Instructions for the task: Each line in the data holding "plain" should be listed.
───── Source material ─────
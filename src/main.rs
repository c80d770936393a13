use std::io::Read;
use std::path::{Path, PathBuf};
use std::time::Instant;

use anyhow::{bail, Context};
use clap::{Args, Parser, Subcommand};
use serde::Serialize;
use tracing::{info, warn};

use coauthor_counter::settings::Settings;
use coauthor_counter::{extract_with, ContentMode, ParenScope, ParseOptions, Report, Section};

/// Above this many inputs a progress bar is shown.
const PROGRESS_MIN_PAGES: usize = 8;

#[derive(Parser)]
#[command(name = "coauthor_counter", about = "Count unique coauthors on academic CV pages")]
struct Cli {
    #[command(subcommand)]
    command: Commands,
}

#[derive(Subcommand)]
enum Commands {
    /// Count coauthors per section (reads stdin when no files are given)
    Count {
        /// HTML or plain-text page dumps
        files: Vec<PathBuf>,
        /// Print one JSON report per page instead of a table
        #[arg(long)]
        json: bool,
        #[command(flatten)]
        parse: ParseArgs,
    },
    /// List coauthor names per section for one page
    Names {
        /// Page dump (default: stdin)
        file: Option<PathBuf>,
        #[command(flatten)]
        parse: ParseArgs,
    },
}

#[derive(Args)]
struct ParseArgs {
    /// Content format: auto, markup or plain [env: COAUTHORS_MODE]
    #[arg(long)]
    mode: Option<ContentMode>,
    /// Parenthesis narrowing: auto, innermost or whole-entry [env: COAUTHORS_PARENS]
    #[arg(long)]
    parens: Option<ParenScope>,
    /// Page URL, checked against COAUTHORS_ALLOWED_URLS
    #[arg(long)]
    url: Option<String>,
}

impl ParseArgs {
    /// Flags override settings. None when the page URL is not allow-listed.
    fn options(&self, settings: &Settings) -> Option<ParseOptions> {
        if let Some(url) = &self.url {
            if !settings.url_allowed(url) {
                return None;
            }
        }
        let mut options = settings.parse_options();
        if let Some(mode) = self.mode {
            options.mode = mode;
        }
        if let Some(parens) = self.parens {
            options.parens = parens;
        }
        Some(options)
    }
}

#[derive(Serialize)]
struct PageReport {
    page: String,
    #[serde(flatten)]
    report: Report,
}

fn main() -> anyhow::Result<()> {
    tracing_subscriber::fmt()
        .with_env_filter(
            tracing_subscriber::EnvFilter::try_from_default_env()
                .unwrap_or_else(|_| "info".into()),
        )
        .init();

    let t0 = Instant::now();
    let cli = Cli::parse();
    let settings = Settings::load();

    let result = match cli.command {
        Commands::Count { files, json, parse } => {
            let Some(options) = parse.options(&settings) else {
                println!("URL not in allow-list; nothing counted.");
                return Ok(());
            };
            let reports = if files.is_empty() {
                let content = read_stdin()?;
                vec![PageReport {
                    page: "<stdin>".into(),
                    report: extract_with(&content, &options),
                }]
            } else {
                count_files(&files, &options)?
            };

            if json {
                for r in &reports {
                    println!("{}", serde_json::to_string(r)?);
                }
            } else {
                print_table(&reports);
            }
            Ok(())
        }
        Commands::Names { file, parse } => {
            let Some(options) = parse.options(&settings) else {
                println!("URL not in allow-list; nothing counted.");
                return Ok(());
            };
            let content = match &file {
                Some(path) => read_page(path)?,
                None => read_stdin()?,
            };
            print_names(&extract_with(&content, &options));
            Ok(())
        }
    };

    let elapsed = t0.elapsed();
    if elapsed.as_secs() >= 1 {
        println!("\nDone in {}", format_duration(elapsed));
    }

    result
}

/// Extract every file in parallel. Unreadable files are logged and skipped.
fn count_files(files: &[PathBuf], options: &ParseOptions) -> anyhow::Result<Vec<PageReport>> {
    use indicatif::{ProgressBar, ProgressStyle};
    use rayon::prelude::*;

    let pb = if files.len() >= PROGRESS_MIN_PAGES {
        let pb = ProgressBar::new(files.len() as u64);
        pb.set_style(
            ProgressStyle::default_bar()
                .template("{spinner:.green} [{elapsed_precise}] [{bar:40.cyan/blue}] {pos}/{len} ({per_sec})")?
                .progress_chars("#>-"),
        );
        pb
    } else {
        ProgressBar::hidden()
    };

    let results: Vec<_> = files
        .par_iter()
        .map(|path| {
            let report = read_page(path).map(|content| PageReport {
                page: path.display().to_string(),
                report: extract_with(&content, options),
            });
            pb.inc(1);
            report
        })
        .collect();
    pb.finish_and_clear();

    let mut reports = Vec::with_capacity(results.len());
    for result in results {
        match result {
            Ok(r) => reports.push(r),
            Err(e) => warn!("Skipping page: {:#}", e),
        }
    }
    if reports.is_empty() {
        bail!("none of the {} input files could be read", files.len());
    }
    info!("Counted {} of {} pages", reports.len(), files.len());
    Ok(reports)
}

fn read_page(path: &Path) -> anyhow::Result<String> {
    std::fs::read_to_string(path).with_context(|| format!("reading {}", path.display()))
}

fn read_stdin() -> anyhow::Result<String> {
    let mut content = String::new();
    std::io::stdin()
        .read_to_string(&mut content)
        .context("reading stdin")?;
    Ok(content)
}

fn print_table(reports: &[PageReport]) {
    println!(
        "{:<32} | {:>5} | {:>9} | {:>7} | {:>8}",
        "Page", "Total", "Published", "Working", "Progress"
    );
    println!("{}", "-".repeat(74));
    for r in reports {
        println!(
            "{:<32} | {:>5} | {:>9} | {:>7} | {:>8}",
            truncate(&r.page, 32),
            r.report.total,
            r.report.published,
            r.report.working,
            r.report.progress
        );
    }
}

fn print_names(report: &Report) {
    let sections = [
        (Section::Published.label(), &report.published_list),
        (Section::Working.label(), &report.working_list),
        (Section::InProgress.label(), &report.progress_list),
        ("Total", &report.total_list),
    ];
    for (i, (label, names)) in sections.iter().enumerate() {
        if i > 0 {
            println!();
        }
        println!("{} ({})", label, names.len());
        for name in names.iter() {
            println!("  {}", name);
        }
    }
}

fn truncate(s: &str, max: usize) -> String {
    if s.chars().count() <= max {
        s.to_string()
    } else {
        let tail: String = s.chars().skip(s.chars().count() - (max - 3)).collect();
        format!("...{}", tail)
    }
}

fn format_duration(d: std::time::Duration) -> String {
    let secs = d.as_secs();
    if secs < 60 {
        format!("{:.1}s", d.as_secs_f64())
    } else if secs < 3600 {
        format!("{}m {}s", secs / 60, secs % 60)
    } else {
        format!("{}h {}m {}s", secs / 3600, (secs % 3600) / 60, secs % 60)
    }
}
─────
Answer section:
        /// HTML or plain-text page dumps
    /// Content format: auto, markup or plain [env: COAUTHORS_MODE]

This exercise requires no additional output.